On the site next to the United States Government Pavilion is a faithful reproduction of the famous Cabildo as it was in 1803, when, on 20 December 1803, the document that concluded the sale of Louisiana was signed. It is furnished with furniture of the period and style of the eighteenth century.
In the reproduction of the Supreme Court room, where the transfers of Louisiana to France from Spain and France to the United States were signed, is displayed a facsimile of the treaty between France and the United States, signed by Livingston, Monroe and Marbois. In the same room portraits of the signatories, as well as those of Jefferson, Napoleon, Salcedo, Laussat, Wilkinson and Claiborne are displayed.
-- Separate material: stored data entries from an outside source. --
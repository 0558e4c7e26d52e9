use anyhow::{Context, Result};
use chrono::{NaiveDateTime, Utc};
use scout_core::{normalize_batch, RankedBatch, Scorer};
use scout_youtube::{create_provider, VideoSearchProvider};
use serde::{Deserialize, Serialize};
use std::time::Instant;
use tracing::{error, info, warn};

use crate::config::Config;

/// Result of one topic query
#[derive(Debug, Clone, Serialize, Deserialize)]
pub struct ScoutRun {
    pub topic: String,
    pub batch: RankedBatch,
}

impl ScoutRun {
    pub fn is_empty(&self) -> bool {
        self.batch.is_empty()
    }
}

/// Search → fetch → normalize → score → rank, one topic at a time
pub struct ScoutPipeline {
    provider: Box<dyn VideoSearchProvider>,
    scorer: Scorer,
    max_results: u32,
}

impl ScoutPipeline {
    /// Build a pipeline with the provider described by `config`
    pub fn from_config(config: &Config) -> Result<Self> {
        let provider = create_provider(&config.youtube.provider_config())
            .context("Failed to initialize video search provider")?;
        Ok(Self::new(provider, config))
    }

    pub fn new(provider: Box<dyn VideoSearchProvider>, config: &Config) -> Self {
        info!(
            "🔧 Pipeline using {:?} provider, {} results per query",
            provider.provider_type(),
            config.youtube.max_results
        );

        Self {
            provider,
            scorer: Scorer::new(config.scoring),
            max_results: config.youtube.max_results,
        }
    }

    /// Run a query, observing the clock once for the whole batch
    pub async fn run(&self, topic: &str) -> Result<ScoutRun> {
        let observed_at = Utc::now().naive_utc();
        self.run_at(topic, observed_at).await
    }

    /// Run a query against a fixed observation instant.
    ///
    /// Provider failures give an empty run; a malformed record is an error.
    pub async fn run_at(&self, topic: &str, observed_at: NaiveDateTime) -> Result<ScoutRun> {
        let start_time = Instant::now();
        info!("🚀 Scouting videos for '{}'", topic);

        let empty = || ScoutRun {
            topic: topic.to_string(),
            batch: RankedBatch::empty(observed_at),
        };

        let video_ids = match self.provider.search(topic, self.max_results).await {
            Ok(ids) => ids,
            Err(e) => {
                error!("Search failed for '{}': {}", topic, e);
                return Ok(empty());
            }
        };

        if video_ids.is_empty() {
            warn!("No videos found for '{}'", topic);
            return Ok(empty());
        }

        let records = match self.provider.fetch_details(&video_ids).await {
            Ok(records) => records,
            Err(e) => {
                error!("Fetching video details failed: {}", e);
                return Ok(empty());
            }
        };

        let videos = normalize_batch(&records)
            .with_context(|| format!("Video metadata for '{}' did not match the expected schema", topic))?;

        let batch = self.scorer.rank_batch(&videos, observed_at);

        info!(
            "📊 Ranked {} of {} videos in {:.2}s",
            batch.len(),
            videos.len(),
            start_time.elapsed().as_secs_f64()
        );

        Ok(ScoutRun {
            topic: topic.to_string(),
            batch,
        })
    }
}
In the large courtyard room on the second floor is the mahogany desk on which the Louisiana Purchase Act was signed.
In the courtyard is an original stone filter showing the method of obtaining drinking water at that time.
In one of the prison cells in the courtyard of the Cabildo are the original stocks used by the Spaniards in punishing prisoners, which were removed from the Cabildo in New Orleans. The lower hall of the Cabildo now used as a city courthouse, serves as a general reception and reading room where Louisianans are "at home". The building is 95 by 107 feet and cost $22,000.
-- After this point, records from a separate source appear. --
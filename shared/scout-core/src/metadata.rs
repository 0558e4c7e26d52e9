//! Normalized video metadata and the raw-record normalizer

use crate::{ContentDuration, Result, ScoutCoreError, VideoResource};
use chrono::{DateTime, NaiveDateTime};
use serde::{Deserialize, Serialize};
use tracing::debug;

const WATCH_URL_PREFIX: &str = "https://www.youtube.com/watch?v=";
const THUMBNAIL_URL_PREFIX: &str = "https://img.youtube.com/vi/";

/// Canonical per-video record used for scoring
#[derive(Debug, Clone, PartialEq, Serialize, Deserialize)]
pub struct NormalizedVideo {
    pub video_id: String,
    pub title: String,
    pub channel: String,

    /// Publish time with any UTC offset dropped
    pub published_at: NaiveDateTime,

    pub views: u64,
    pub likes: u64,
    pub comments: u64,

    /// Content length in minutes, rounded to two decimals
    pub duration_minutes: f64,

    /// `H:MM:SS` / `M:SS` rendering of the duration, display only
    pub duration_label: String,

    pub url: String,
}

impl NormalizedVideo {
    /// Create a normalized video; `url` and `duration_label` are derived
    pub fn new(
        video_id: impl Into<String>,
        title: impl Into<String>,
        channel: impl Into<String>,
        published_at: NaiveDateTime,
        views: u64,
        likes: u64,
        comments: u64,
        duration: ContentDuration,
    ) -> Self {
        let video_id = video_id.into();
        Self {
            url: watch_url(&video_id),
            video_id,
            title: title.into(),
            channel: channel.into(),
            published_at,
            views,
            likes,
            comments,
            duration_minutes: round_to_hundredths(duration.minutes()),
            duration_label: duration.display(),
        }
    }

    /// Preview image for the video
    pub fn thumbnail_url(&self) -> String {
        format!("{}{}/0.jpg", THUMBNAIL_URL_PREFIX, self.video_id)
    }
}

/// Watch page for a video id
pub fn watch_url(video_id: &str) -> String {
    format!("{}{}", WATCH_URL_PREFIX, video_id)
}

fn round_to_hundredths(value: f64) -> f64 {
    (value * 100.0).round() / 100.0
}

/// Normalize a whole batch, preserving input order.
///
/// The first malformed record aborts the batch; no partial output is returned.
pub fn normalize_batch<R: VideoResource>(records: &[R]) -> Result<Vec<NormalizedVideo>> {
    let videos = records
        .iter()
        .enumerate()
        .map(|(index, record)| normalize_record(index, record))
        .collect::<Result<Vec<_>>>()?;

    debug!("Normalized {} video records", videos.len());
    Ok(videos)
}

/// Normalize one record; `index` is its position in the batch and is only
/// used for error reporting
pub fn normalize_record<R: VideoResource>(index: usize, record: &R) -> Result<NormalizedVideo> {
    let malformed = |field: &'static str| ScoutCoreError::MalformedRecord {
        index,
        video_id: record.id().to_string(),
        field,
    };

    let snippet = record.snippet().ok_or_else(|| malformed("snippet"))?;
    let content_details = record
        .content_details()
        .ok_or_else(|| malformed("contentDetails"))?;

    let title = snippet.title.as_deref().ok_or_else(|| malformed("snippet.title"))?;
    let channel = snippet
        .channel_title
        .as_deref()
        .ok_or_else(|| malformed("snippet.channelTitle"))?;
    let published_at = snippet
        .published_at
        .as_deref()
        .and_then(parse_published_at)
        .ok_or_else(|| malformed("snippet.publishedAt"))?;

    let duration = content_details
        .duration
        .as_deref()
        .ok_or_else(|| malformed("contentDetails.duration"))
        .and_then(|raw| {
            ContentDuration::parse(raw).map_err(|_| malformed("contentDetails.duration"))
        })?;

    let stats = record.statistics();
    let count = |value: Option<&String>, field: &'static str| -> Result<u64> {
        match value {
            None => Ok(0),
            Some(raw) => raw.trim().parse::<u64>().map_err(|_| malformed(field)),
        }
    };
    let views = count(stats.and_then(|s| s.view_count.as_ref()), "statistics.viewCount")?;
    let likes = count(stats.and_then(|s| s.like_count.as_ref()), "statistics.likeCount")?;
    let comments = count(
        stats.and_then(|s| s.comment_count.as_ref()),
        "statistics.commentCount",
    )?;

    Ok(NormalizedVideo::new(
        record.id(),
        title,
        channel,
        published_at,
        views,
        likes,
        comments,
        duration,
    ))
}

/// Parse a publish timestamp and drop its offset, keeping the wall-clock
/// part as written. The platform emits UTC (`Z`) timestamps, so this is a
/// UTC-naive value in practice.
pub fn parse_published_at(value: &str) -> Option<NaiveDateTime> {
    let value = value.trim();
    if let Ok(with_offset) = DateTime::parse_from_rfc3339(value) {
        return Some(with_offset.naive_local());
    }
    NaiveDateTime::parse_from_str(value, "%Y-%m-%dT%H:%M:%S%.f").ok()
}

#[cfg(test)]
mod tests {
    use super::*;
    use crate::{RawStatistics, RawVideoRecord};
    use chrono::NaiveDate;

    fn record() -> RawVideoRecord {
        RawVideoRecord::new(
            "vid1",
            "Intro to Rust",
            "Rust Channel",
            "2024-05-01T08:30:00Z",
            "PT10M30S",
        )
        .with_statistics(1000, 50, 5)
    }

    #[test]
    fn test_normalize_complete_record() {
        let video = normalize_record(0, &record()).unwrap();

        assert_eq!(video.video_id, "vid1");
        assert_eq!(video.title, "Intro to Rust");
        assert_eq!(video.channel, "Rust Channel");
        assert_eq!(
            video.published_at,
            NaiveDate::from_ymd_opt(2024, 5, 1).unwrap().and_hms_opt(8, 30, 0).unwrap()
        );
        assert_eq!((video.views, video.likes, video.comments), (1000, 50, 5));
        assert_eq!(video.duration_minutes, 10.5);
        assert_eq!(video.duration_label, "10:30");
        assert_eq!(video.url, "https://www.youtube.com/watch?v=vid1");
        assert_eq!(video.thumbnail_url(), "https://img.youtube.com/vi/vid1/0.jpg");
    }

    #[test]
    fn test_missing_statistics_default_to_zero() {
        let mut raw = record();
        raw.statistics = Some(RawStatistics {
            view_count: Some("42".to_string()),
            like_count: None,
            comment_count: None,
        });
        let video = normalize_record(0, &raw).unwrap();
        assert_eq!((video.views, video.likes, video.comments), (42, 0, 0));

        raw.statistics = None;
        let video = normalize_record(0, &raw).unwrap();
        assert_eq!((video.views, video.likes, video.comments), (0, 0, 0));
    }

    #[test]
    fn test_duration_rounded_to_hundredths() {
        let mut raw = record();
        raw.content_details.as_mut().unwrap().duration = Some("PT1M1S".to_string());
        let video = normalize_record(0, &raw).unwrap();
        assert_eq!(video.duration_minutes, 1.02);
    }

    #[test]
    fn test_offset_is_dropped_not_converted() {
        let parsed = parse_published_at("2024-05-01T08:30:00+05:00").unwrap();
        assert_eq!(parsed.to_string(), "2024-05-01 08:30:00");

        let naive = parse_published_at("2024-05-01T08:30:00").unwrap();
        assert_eq!(parsed, naive);

        assert!(parse_published_at("yesterday").is_none());
    }

    #[test]
    fn test_missing_snippet_is_malformed() {
        let mut raw = record();
        raw.snippet = None;
        let err = normalize_record(3, &raw).unwrap_err();
        assert_eq!(
            err,
            ScoutCoreError::MalformedRecord {
                index: 3,
                video_id: "vid1".to_string(),
                field: "snippet",
            }
        );
    }

    #[test]
    fn test_bad_fields_name_the_field() {
        let mut raw = record();
        raw.content_details = None;
        assert!(matches!(
            normalize_record(0, &raw),
            Err(ScoutCoreError::MalformedRecord { field: "contentDetails", .. })
        ));

        let mut raw = record();
        raw.content_details.as_mut().unwrap().duration = Some("five minutes".to_string());
        assert!(matches!(
            normalize_record(0, &raw),
            Err(ScoutCoreError::MalformedRecord { field: "contentDetails.duration", .. })
        ));

        let mut raw = record();
        raw.statistics.as_mut().unwrap().like_count = Some("many".to_string());
        assert!(matches!(
            normalize_record(0, &raw),
            Err(ScoutCoreError::MalformedRecord { field: "statistics.likeCount", .. })
        ));
    }

    #[test]
    fn test_batch_preserves_order_and_fails_whole_batch() {
        let a = record();
        let mut b = record();
        b.id = "vid2".to_string();
        let videos = normalize_batch(&[a.clone(), b.clone()]).unwrap();
        let ids: Vec<_> = videos.iter().map(|v| v.video_id.as_str()).collect();
        assert_eq!(ids, vec!["vid1", "vid2"]);

        b.snippet = None;
        let err = normalize_batch(&[a, b]).unwrap_err();
        assert!(matches!(err, ScoutCoreError::MalformedRecord { index: 1, .. }));
    }

    #[test]
    fn test_empty_batch_is_not_an_error() {
        let records: Vec<RawVideoRecord> = Vec::new();
        assert!(normalize_batch(&records).unwrap().is_empty());
    }
}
Louisiana offers exhibits in nine buildings, including displays of its three major products based on sugar, rice and cotton: vegetables, sultanas, nuts, wood, game and fish. The unique displays of the Mine Palace are the devil in sulphur, and Lot's wife in salt.
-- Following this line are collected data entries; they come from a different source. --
//! Provider configuration and provider types

use serde::{Deserialize, Serialize};
use std::path::{Path, PathBuf};

pub const DEFAULT_BASE_URL: &str = "https://www.googleapis.com/youtube/v3";

/// Video search provider types
#[derive(Debug, Clone, Copy, Serialize, Deserialize, PartialEq, Eq)]
pub enum ProviderType {
    /// YouTube Data API v3
    YouTube,
    /// Offline `videos.list` JSON file
    Fixture,
}

/// Provider configuration
#[derive(Debug, Clone, Serialize, Deserialize)]
pub struct ProviderConfig {
    provider: ProviderType,
    base_url: String,
    api_key: Option<String>,
    timeout_seconds: u64,
    fixture_path: Option<PathBuf>,
}

impl Default for ProviderConfig {
    fn default() -> Self {
        Self {
            provider: ProviderType::YouTube,
            base_url: DEFAULT_BASE_URL.to_string(),
            api_key: None,
            timeout_seconds: 30,
            fixture_path: None,
        }
    }
}

impl ProviderConfig {
    /// Create new provider config
    pub fn new() -> Self {
        Self::default()
    }

    /// Get provider
    pub fn provider(&self) -> ProviderType {
        self.provider
    }

    /// Set provider
    pub fn with_provider(mut self, provider: ProviderType) -> Self {
        self.provider = provider;
        self
    }

    /// Get API base URL
    pub fn base_url(&self) -> &str {
        &self.base_url
    }

    /// Set API base URL
    pub fn with_base_url(mut self, base_url: impl Into<String>) -> Self {
        self.base_url = base_url.into();
        self
    }

    /// Get API key
    pub fn api_key(&self) -> Option<&str> {
        self.api_key.as_deref()
    }

    /// Set API key
    pub fn with_api_key(mut self, api_key: Option<String>) -> Self {
        self.api_key = api_key;
        self
    }

    /// Get timeout
    pub fn timeout_seconds(&self) -> u64 {
        self.timeout_seconds
    }

    /// Set timeout
    pub fn with_timeout(mut self, timeout_seconds: u64) -> Self {
        self.timeout_seconds = timeout_seconds;
        self
    }

    /// Get fixture file
    pub fn fixture_path(&self) -> Option<&Path> {
        self.fixture_path.as_deref()
    }

    /// Set fixture file; this also selects the fixture provider
    pub fn with_fixture_path(mut self, path: PathBuf) -> Self {
        self.fixture_path = Some(path);
        self.provider = ProviderType::Fixture;
        self
    }
}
But Louisiana, rich in historical tradition that gathers on the great events that commemorate the exhibition, has made great agricultural progress. Ten years ago, much of the rice consumed in the United States was imported from Japan and Honduras. Today, rice is grown intensively in Louisiana. During this period, the state has created a new agricultural activity that competes with the production of two other products, sugar and cotton. It is typical of the state's growth.